Sirt5 Protein Mitochondrial Desuccinylase is an important component in the neurobiology of neurodegenerative diseases. This page provides detailed information about its structure, function, and role in disease processes.
SIRT5 (Sirtuin 5) is a mitochondrial nicotinamide adenine dinucleotide (NAD+)-dependent protein deacylase that localizes to the mitochondrial matrix. Unlike other sirtuins that primarily function as deacetylases, SIRT5 exhibits unique enzymatic activities including desuccinylation, demalonylation, and deglutarylation, making it a critical regulator of mitochondrial protein post-translational modifications. SIRT5 plays essential roles in maintaining mitochondrial metabolic homeostasis, regulating energy production, and protecting against oxidative stress in neurons and other cell types. Recent research has implicated SIRT5 dysfunction in multiple neurodegenerative diseases including Alzheimer's disease, Parkinson's disease, and Huntington's disease, making it an attractive therapeutic target. [1]
The SIRT5 gene is located on chromosome 6p23 and encodes a member of the sirtuin family of NAD+-dependent deacetylases. SIRT5 is one of seven mammalian sirtuins (SIRT1-7), with SIRT3, SIRT4, and SIRT5 being primarily mitochondrial in localization. [2]
| Attribute | Value | [3]
|-----------|-------| [4]
| Gene Symbol | SIRT5 | [5]
| Chromosomal Location | 6p23 | [6]
| NCBI Gene ID | 25998 | [7]
| UniProt ID | Q9NXE1 | [8]
| Ensembl ID | ENSG00000124562 | [9]
| Molecular Weight | ~34 kDa (full-length) |
| Protein Length | 310 amino acids |
SIRT5 possesses the characteristic sirtuin fold with several unique features:
The three-dimensional structure reveals a conserved catalytic core surrounded by variable loops that determine substrate specificity, with the unique substrate-binding cavity explaining SIRT5's distinctive activity profile.
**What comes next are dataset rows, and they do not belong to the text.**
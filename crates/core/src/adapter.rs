use crate::{Result, Version};

const COMMIT_SQL: &str = "COMMIT";

/// External-boundary contract a dialect implements to introspect and drive a
/// live database. Core never depends on a concrete driver; it only calls
/// through this trait, so the diff/plan/render pipeline stays testable
/// without a database.
pub trait DatabaseAdapter {
    /// Render the connected database's current schema as SQL DDL text, in the
    /// same dialect [`crate::Dialect::parse`] accepts.
    fn export_schema(&self) -> Result<String>;

    /// Execute one SQL statement against the live connection.
    fn execute(&self, sql: &str) -> Result<()>;

    /// Start a transaction, returning a guard that must be committed
    /// explicitly; dropping it without committing leaves the transaction
    /// open on the connection, matching the underlying driver's behavior.
    fn begin(&mut self) -> Result<Transaction<'_>>;

    /// Schema search order in effect on the connection (e.g. PostgreSQL's
    /// `search_path`), used to resolve unqualified names during diffing.
    fn schema_search_path(&self) -> Vec<String>;

    fn server_version(&self) -> Result<Version>;
}

/// A started transaction borrowing its adapter. Dialects call
/// `Transaction::new` after sending their own `BEGIN` statement; `commit`
/// sends `COMMIT` through the same adapter.
pub struct Transaction<'a> {
    adapter: &'a mut dyn DatabaseAdapter,
}

impl<'a> Transaction<'a> {
    #[must_use]
    pub fn new(adapter: &'a mut dyn DatabaseAdapter) -> Self {
        Self { adapter }
    }

    pub fn execute(&mut self, sql: &str) -> Result<()> {
        self.adapter.execute(sql)
    }

    pub fn commit(self) -> Result<()> {
        self.adapter.execute(COMMIT_SQL)
    }
}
SIRT5 exhibits multiple NAD+-dependent enzymatic activities:
Desuccinylase activity (primary): Removes succinyl groups (-CO-CH2-CH2-COO-) from lysine residues
Demalonylase activity: Removes malonyl groups (-CO-CH2-COO-)
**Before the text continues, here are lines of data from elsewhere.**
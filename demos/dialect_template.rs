use std::collections::BTreeMap;

use schemadrift_core::{
    ConnectionConfig, DatabaseAdapter, Dialect, DiffOp, GenerateError, Ident, Result, SchemaObject,
    Statement, Table, Transaction, Version,
};

#[derive(Debug, Default)]
struct TemplateDialect;

#[derive(Debug, Default)]
struct TemplateAdapter;

impl DatabaseAdapter for TemplateAdapter {
    fn export_schema(&self) -> Result<String> {
        Ok(String::new())
    }

    fn execute(&self, _sql: &str) -> Result<()> {
        Ok(())
    }

    fn begin(&mut self) -> Result<Transaction<'_>> {
        Ok(Transaction::new(self))
    }

    fn schema_search_path(&self) -> Vec<String> {
        vec!["public".to_string()]
    }

    fn server_version(&self) -> Result<Version> {
        Ok(Version {
            major: 13,
            minor: 0,
            patch: 0,
        })
    }
}

impl Dialect for TemplateDialect {
    fn name(&self) -> &str {
        "template"
    }

    fn parse(&self, _sql: &str) -> Result<Vec<SchemaObject>> {
        Ok(vec![SchemaObject::Table(Table::named("users"))])
    }

    fn generate_ddl(&self, _ops: &[DiffOp]) -> Result<Vec<Statement>> {
        Ok(vec![Statement::Sql {
            sql: "CREATE TABLE users(id int);".to_string(),
            transactional: true,
            context: None,
        }])
    }

    fn to_sql(&self, _obj: &SchemaObject) -> Result<String> {
        Err(GenerateError::UnsupportedDiffOp {
            diff_op: "ToSql".to_string(),
            target: "users".to_string(),
            dialect: self.name().to_string(),
        }
        .into())
    }

    fn normalize(&self, _obj: &mut SchemaObject) {}

    fn quote_ident(&self, ident: &Ident) -> String {
        format!("\"{}\"", ident.value)
    }

    fn connect(&self, _config: &ConnectionConfig) -> Result<Box<dyn DatabaseAdapter>> {
        Ok(Box::<TemplateAdapter>::default())
    }
}

fn main() -> Result<()> {
    let dialect = TemplateDialect;
    let connection = ConnectionConfig {
        host: None,
        port: None,
        user: None,
        password: None,
        database: "db".to_string(),
        socket: None,
        extra: BTreeMap::new(),
    };

    let mut objects = dialect.parse("CREATE TABLE users(id int);")?;
    dialect.normalize(&mut objects[0]);
    let statements = dialect.generate_ddl(&[])?;
    let adapter = dialect.connect(&connection)?;

    assert_eq!(dialect.name(), "template");
    assert_eq!(statements.len(), 1);
    assert_eq!(adapter.export_schema()?, "");

    let unsupported = dialect.to_sql(&objects[0]).expect_err("unsupported");
    assert!(matches!(
        unsupported,
        schemadrift_core::Error::Generate(GenerateError::UnsupportedDiffOp { .. })
    ));

    Ok(())
}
Deglutarylase activity: Removes glutaryl groups (-CO-(CH2)3-COO-)
Deacetylase activity: Traditional sirtuin activity
SIRT5 regulates numerous mitochondrial proteins through desuccinylation:
| Substrate | Function | Effect of Desuccinylation |
|---|---|---|
| GLUD1 | Glutamate dehydrogenase | Increased activity |
| HMGCS2 | Mitochondrial 3-hydroxy-3-methylglutaryl-CoA synthase 2 | Ketogenesis regulation |
| CPS1 | Carbamoyl phosphate synthetase 1 | Urea cycle regulation |
| SDH | Succinate dehydrogenase | Electron transport chain |
| IDH2 | Isocitrate dehydrogenase 2 | Antioxidant regulation |
| OGDH | α-ketoglutarate dehydrogenase | TCA cycle regulation |
| PKM2 | Pyruvate kinase M2 | Metabolic reprogramming |
| GAPDH | Glyceraldehyde-3-phosphate dehydrogenase | Glycolysis |
SIRT5 is a central regulator of mitochondrial metabolism:
SIRT5 is prominently involved in Alzheimer's disease pathogenesis:
Mitochondrial dysfunction:
Metabolic implications:
Therapeutic potential:
In Parkinson's disease, SIRT5 provides neuroprotection:
Dopaminergic neuron protection:
Mechanisms:
α-Synuclein connections:
SIRT5 dysfunction contributes to HD pathogenesis:
Metabolic defects:
Therapeutic implications:
Activators under investigation:
Inhibitors:
SIRT5 interacts with multiple mitochondrial proteins and pathways:
The study of Sirt5 Protein Mitochondrial Desuccinylase has evolved significantly over the past decades. Research in this area has revealed important insights into the underlying mechanisms of neurodegeneration and continues to drive therapeutic development.
Historical context and key discoveries in this field have shaped our current understanding and will continue to guide future research directions.